Repeated assaults in the last two months by either side in major cities like Homs and Aleppo have moved front lines forward but rarely by more than a few hundred yards.

As the civil war has spread across the country, the rebels have slowly begun to take a more strategic approach. In Maarat al-Numan, after months of fighting, they finally managed to seize the main road from Damascus to Aleppo, which can now only receive supplies from Latakia to the west.

They are now attacking Wadi al-Deif, a military base 500 yards east off the road which is still in regime hands. On Tuesday, air force jets hit back, with some strikes hitting the town itself. The Syrian Observatory for Human Rights, a London-based activist group, said seven civilians, including four children, were killed.

In Aleppo, rebel forces fanning out of the west of the city have been laying siege since the weekend to the Zahra air intelligence base and coming under fire from the Ramoussa artillery base which they tried to assault to the south. Last night, artillery fire could be heard from a Rangers Base on the northern outskirts which is in a pocket of rebel-held territory and was being attacked for the first time.
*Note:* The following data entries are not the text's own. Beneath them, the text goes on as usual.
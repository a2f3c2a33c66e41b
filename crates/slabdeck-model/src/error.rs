//! Error types for the deck model.

use thiserror::Error;

/// Errors raised while validating segments or building a solid.
#[derive(Error, Debug, Clone, PartialEq)]
pub enum ModelError {
    /// Segment data cannot describe a deck (too few segments, or a
    /// dimension that must be positive is not).
    #[error("invalid geometry: {0}")]
    InvalidGeometry(String),
    /// A reinforcement zone names a zone or span the deck lacks, or has a
    /// bar size that is not positive.
    #[error("invalid reinforcement: {0}")]
    InvalidReinforcement(String),
}

/// Result type for model operations.
pub type Result<T> = std::result::Result<T, ModelError>;
//! The three transverse structural zones.

use serde::{Deserialize, Serialize};
use slabdeck_mesh::Rgba;

use crate::segment::Segment;

/// A transverse strip of the deck cross-section.
#[derive(Debug, Clone, Copy, PartialEq, Eq, Hash, Serialize, Deserialize)]
pub enum Zone {
    /// Outer strip on the positive Y side.
    One,
    /// Middle strip around the centerline.
    Two,
    /// Outer strip on the negative Y side.
    Three,
}

impl Zone {
    /// All zones, in label order.
    pub const ALL: [Zone; 3] = [Zone::One, Zone::Two, Zone::Three];

    /// Zone number as printed in labels (1, 2 or 3).
    pub fn number(self) -> u8 {
        match self {
            Zone::One => 1,
            Zone::Two => 2,
            Zone::Three => 3,
        }
    }

    /// Zone for a printed number, `None` outside 1..=3.
    pub fn from_number(number: u8) -> Option<Zone> {
        match number {
            1 => Some(Zone::One),
            2 => Some(Zone::Two),
            3 => Some(Zone::Three),
            _ => None,
        }
    }

    /// Width of this zone at `segment`.
    pub fn width(self, segment: &Segment) -> f64 {
        match self {
            Zone::One => segment.zone1_width,
            Zone::Two => segment.zone2_width,
            Zone::Three => segment.zone3_width,
        }
    }

    /// Vertical thickness of this zone at `segment`.
    pub fn thickness(self, segment: &Segment) -> f64 {
        match self {
            Zone::Two => segment.thickness_inner,
            Zone::One | Zone::Three => segment.thickness_outer,
        }
    }

    /// `(low, high)` Y bounds of this zone at `segment`.
    pub fn y_extent(self, segment: &Segment) -> (f64, f64) {
        let half = segment.zone2_width / 2.0;
        match self {
            Zone::One => (half, half + segment.zone1_width),
            Zone::Two => (-half, half),
            Zone::Three => (-half - segment.zone3_width, -half),
        }
    }

    /// `(bottom, top)` Z bounds of this zone at `segment`.
    ///
    /// All zones share the bottom at `-thickness_outer`. Zones 1 and 3 top
    /// out at z = 0; zone 2 is raised by `thickness_inner - thickness_outer`.
    pub fn z_extent(self, segment: &Segment) -> (f64, f64) {
        let bottom = -segment.thickness_outer;
        match self {
            Zone::Two => (bottom, segment.thickness_inner - segment.thickness_outer),
            Zone::One | Zone::Three => (bottom, 0.0),
        }
    }

    /// Y of the middle of this zone at `segment`.
    pub fn center_y(self, segment: &Segment) -> f64 {
        let (low, high) = self.y_extent(segment);
        (low + high) / 2.0
    }

    /// Mesh color for this zone given a span shade.
    pub fn color(self, shade: u8) -> Rgba {
        match self {
            Zone::One => [255, shade, shade, 255],
            Zone::Two => [shade, shade, 255, 255],
            Zone::Three => [shade, 255, shade, 255],
        }
    }

    /// Translucent plan-view fill color.
    pub fn fill(self) -> &'static str {
        match self {
            Zone::One => "rgba(255, 0, 0, 0.15)",
            Zone::Two => "rgba(0, 0, 255, 0.15)",
            Zone::Three => "rgba(0, 255, 0, 0.15)",
        }
    }
}

impl std::fmt::Display for Zone {
    fn fmt(&self, f: &mut std::fmt::Formatter<'_>) -> std::fmt::Result {
        write!(f, "{}", self.number())
    }
}

/// Shade shared by all zone boxes of one span.
///
/// Spans are 1-based; the first span gets 0 and each following span steps
/// by `255 / segment_count`.
pub fn span_shade(span: usize, segment_count: usize) -> u8 {
    let step = 255 / segment_count.max(1);
    (span.saturating_sub(1) * step).min(255) as u8
}

/// Label for the `index`-th zone when zones are numbered row by row:
/// `"{zone}-{row}"`, three zones per row.
pub fn zone_number(index: usize) -> String {
    format!("{}-{}", index % 3 + 1, index / 3 + 1)
}

#[cfg(test)]
mod tests {
    use super::*;

    fn segment() -> Segment {
        Segment::new(10.0, 5.0, 15.0, 2.0, 3.0, 0.0)
    }

    #[test]
    fn test_y_extents_tile_the_deck() {
        let s = segment();
        let (z3_low, z3_high) = Zone::Three.y_extent(&s);
        let (z2_low, z2_high) = Zone::Two.y_extent(&s);
        let (z1_low, z1_high) = Zone::One.y_extent(&s);
        assert_eq!(z3_high, z2_low);
        assert_eq!(z2_high, z1_low);
        assert!((z3_low + 17.5).abs() < 1e-12);
        assert!((z1_high - 12.5).abs() < 1e-12);
    }

    #[test]
    fn test_z_extents() {
        let s = segment();
        assert_eq!(Zone::One.z_extent(&s), (-2.0, 0.0));
        assert_eq!(Zone::Two.z_extent(&s), (-2.0, 1.0));
        assert_eq!(Zone::Three.z_extent(&s), (-2.0, 0.0));
    }

    #[test]
    fn test_centers() {
        let s = segment();
        assert!((Zone::One.center_y(&s) - 7.5).abs() < 1e-12);
        assert!(Zone::Two.center_y(&s).abs() < 1e-12);
        assert!((Zone::Three.center_y(&s) + 10.0).abs() < 1e-12);
    }

    #[test]
    fn test_span_shade() {
        assert_eq!(span_shade(1, 2), 0);
        assert_eq!(span_shade(2, 2), 127);
        assert_eq!(span_shade(3, 4), 126);
        assert_eq!(span_shade(1, 1000), 0);
    }

    #[test]
    fn test_zone_number() {
        assert_eq!(zone_number(0), "1-1");
        assert_eq!(zone_number(2), "3-1");
        assert_eq!(zone_number(3), "1-2");
        assert_eq!(zone_number(7), "2-3");
    }

    #[test]
    fn test_from_number() {
        for zone in Zone::ALL {
            assert_eq!(Zone::from_number(zone.number()), Some(zone));
        }
        assert_eq!(Zone::from_number(0), None);
        assert_eq!(Zone::from_number(4), None);
    }
}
Rebel spokesmen told The Daily Telegraph that they believed the Zahra and Ramoussa bases were crucial for the regime’s defences in the city, given its lack of manpower.

“They are very dangerous places,” Lt Abdullah Yassin said. “There is strong firing.” They say the use of air power by the regime is a sign of its weakness in numbers on the ground.

They believe that without regime bases from which to launch artillery fire a safe zone could be created in the north of the country near the border with Turkey, both for refugees and as a rear base for further rebel operations.

The government meanwhile announced that a senior air force commander, General Abdullah Mahmud al-Khalidi, was assassinated in Rukn al-Din, a district in north Damascus. The general, a father of four, was in charge of training, according to a statement by the Free Syrian Army claiming responsibility.

“In the context of operations against the criminal regime of President Bashar al-Assad, the Rukn al-Din Martyrs Battalion assassinated on Monday air force General Abdullah Mahmud al-Khalidi,” the statement said. It added that an air force intelligence official Sergeant Ahmed Abdul Haq, was also killed.